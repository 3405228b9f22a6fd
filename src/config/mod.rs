//! Configuration Management
//!
//! Hierarchical resolution, lowest to highest priority:
//! 1. Built-in defaults
//! 2. Global config (~/.config/hitlens/config.toml)
//! 3. Project config (./hitlens.toml)
//! 4. Environment (HITLENS_API_URL)
//! 5. CLI arguments (--api-url)

mod loader;
mod types;

pub use loader::{ConfigFormat, ConfigLoader};
pub use types::*;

········

### WHAT TO PRODUCE
Please return the entire listing, unchanged.

### TASK ANSWER
repository 3405228b9f22a6fd
filename src/config/mod.rs
//! Configuration Management
//!
//! Hierarchical resolution, lowest to highest priority:
//! 1. Built-in defaults
//! 2. Global config (~/.config/hitlens/config.toml)
//! 3. Project config (./hitlens.toml)
//! 4. Environment (HITLENS_API_URL)
//! 5. CLI arguments (--api-url)

mod loader;
mod types;

pub use loader::{ConfigFormat, ConfigLoader};
pub use types::*;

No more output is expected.